Coleridge-Taylor's greatest success was undoubtedly his cantata Hiawatha's Wedding-feast, which was widely performed by choral groups in England during Coleridge-Taylor's lifetime and in the decades after his death. Its popularity was rivalled only by the choral standards Handel's Messiah and Mendelssohn's Elijah. The composer soon followed Hiawatha's Wedding-feast with two other cantatas about Hiawatha, The Death of Minnehaha and Hiawatha's Departure; all three were published together, along with an Overture, as The Song of Hiawatha, Op. 30. The tremendously popular Hiawatha seasons at the Royal Albert Hall, which continued till 1939, were conducted by Sargent and involved hundreds of choristers, and scenery covering the organ loft. Hiawatha's Wedding-feast is still occasionally revived.

Coleridge-Taylor also composed chamber music, anthems, and the African Dances for violin, among other works. The Petite Suite de Concert is still regularly played. He set one poem by his near-namesake Samuel Taylor Coleridge, The Legend of Kubla Khan.

Coleridge-Taylor was greatly admired by African Americans; in 1901, a 200-voice African-American chorus was founded in Washington, D.C., named the Samuel Coleridge-Taylor Society. He visited the USA three times, receiving great acclaim, and earned the title "the African Mahler" from the white orchestral musicians in New York in 1910.
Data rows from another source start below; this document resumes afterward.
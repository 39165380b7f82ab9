//! dockgate: a web gateway for managing a single Docker host.
//!
//! Signed-in users browse containers, logs and host metrics; admins also
//! create and change containers, manage images, edit files under the volume
//! root and maintain the sign-in allow-list.

pub mod auth;
pub mod config;
pub mod db;
pub mod docker;
pub mod error;
pub mod files;
pub mod server;
pub mod sse;
pub mod system;

pub use config::Config;
pub use error::{Error, Result};
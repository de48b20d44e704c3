//! Stop filter implementation.
//!
//! Removes stop words from the token stream. Tokens are compared lowercased
//! and tokens carrying a negation tag are never removed.
//!
//! # Examples
//!
//! ```
//! use metin::analysis::token_filter::Filter;
//! use metin::analysis::token_filter::stop::StopFilter;
//! use metin::analysis::token::{NegationTag, Token};
//!
//! let filter = StopFilter::from_words(vec!["bu", "çok"]);
//! let tokens = vec![
//!     Token::new("Bu", 0),
//!     Token::new("çok", 1).with_negation(NegationTag::Neg),
//!     Token::new("güzel", 2),
//! ];
//!
//! let result: Vec<_> = filter.filter(Box::new(tokens.into_iter()))
//!     .unwrap()
//!     .collect();
//!
//! assert_eq!(result.len(), 2);
//! assert_eq!(result[0].rendered(), "çok_NEG");
//! assert_eq!(result[1].text, "güzel");
//! ```

use std::collections::HashSet;
use std::sync::Arc;

use crate::analysis::token::{Token, TokenStream};
use crate::analysis::token_filter::Filter;
use crate::error::Result;

/// A filter that removes stop words from the token stream.
///
/// The word set is shared through an [`Arc`], so building a filter from a
/// [`StopwordStore`](crate::stopwords::StopwordStore) snapshot does not copy it.
#[derive(Clone, Debug)]
pub struct StopFilter {
    /// The set of stop words to remove
    stop_words: Arc<HashSet<String>>,
}

impl StopFilter {
    /// Create a stop filter over a shared word set.
    pub fn new(stop_words: Arc<HashSet<String>>) -> Self {
        StopFilter { stop_words }
    }

    /// Create a new stop filter with custom stop words.
    pub fn with_stop_words(stop_words: HashSet<String>) -> Self {
        Self::new(Arc::new(stop_words))
    }

    /// Create a new stop filter from a list of stop words.
    pub fn from_words<I, S>(words: I) -> Self
    where
        I: IntoIterator<Item = S>,
        S: Into<String>,
    {
        let stop_words = words
            .into_iter()
            .map(|s| Into::<String>::into(s).to_lowercase())
            .collect();
        Self::with_stop_words(stop_words)
    }

    /// Check if a word is a stop word, ignoring case.
    pub fn is_stop_word(&self, word: &str) -> bool {
        self.stop_words.contains(&word.to_lowercase())
    }

    /// Get the number of stop words.
    pub fn len(&self) -> usize {
        self.stop_words.len()
    }

    /// Check if the stop word set is empty.
    pub fn is_empty(&self) -> bool {
        self.stop_words.is_empty()
    }
}

impl Filter for StopFilter {
    fn filter(&self, tokens: TokenStream) -> Result<TokenStream> {
        let filtered_tokens: Vec<Token> = tokens
            .filter(|token| token.is_negated() || !self.is_stop_word(&token.text))
            .collect();

        Ok(Box::new(filtered_tokens.into_iter()))
    }

    fn name(&self) -> &'static str {
        "stop"
    }
}
//! Command line interface for metin.

pub mod args;
pub mod commands;
pub mod output;

// Re-export commonly used types
pub use args::*;
pub use commands::*;
pub use output::*;
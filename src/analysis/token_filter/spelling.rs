//! Spelling correction filter implementation.

use crate::analysis::token::{Token, TokenStream};
use crate::analysis::token_filter::Filter;
use crate::error::Result;
use crate::language::Language;
use crate::spelling::corrector::SpellCorrector;

/// A filter that runs each token through a [`SpellCorrector`].
///
/// A correction may expand into several words (`herşey` → `her şey`); the
/// result stays a single token and is split again only if the text is
/// re-tokenized.
#[derive(Clone, Debug)]
pub struct SpellCorrectionFilter {
    corrector: SpellCorrector,
    language: Language,
}

impl SpellCorrectionFilter {
    /// Create a new spelling filter for `language`.
    pub fn new(corrector: SpellCorrector, language: Language) -> Self {
        SpellCorrectionFilter {
            corrector,
            language,
        }
    }
}

impl Filter for SpellCorrectionFilter {
    fn filter(&self, tokens: TokenStream) -> Result<TokenStream> {
        let corrected: Vec<Token> = tokens
            .map(|token| self.corrector.correct_token(&token, self.language))
            .collect();

        Ok(Box::new(corrected.into_iter()))
    }

    fn name(&self) -> &'static str {
        "spelling"
    }
}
Coleridge-Taylor composed a violin concerto for the American violinist Maud Powell, the American performance of which was subject to rewriting because the parts were lost en route - not, as legend has it, on the RMS Titanic but on another ship. The concerto has been recorded by Philippe Graffin and the Johannesburg Philharmonic Orchestra under Michael Hankinson (nominated "Editor's Choice" in the Gramophone Magazine), Anthony Marwood and the BBC Scottish Symphony Orchestra under Martyn Brabbins (on Hyperion Records) and Lorraine McAslan and the London Philharmonic Orchestra conducted by Nicholas Braithwaite (on Lyrita). It was also performed at Harvard University's Sanders Theatre in the autumn of 1998 by John McLaughlin Williams and William Thomas as part of the 100th anniversary celebration of the composition of Hiawatha's Wedding-Feast.

Lists of Coleridge-Taylor's compositions and recordings of his work and of the many articles, papers and books about Coleridge-Taylor's life and legacy are available through the Samuel Coleridge-Taylor Foundation and the Samuel Coleridge-Taylor Network.

There are two blue plaques in his memory, one in Addison Bridge Place, W14 and Dagnall Park, South Norwood.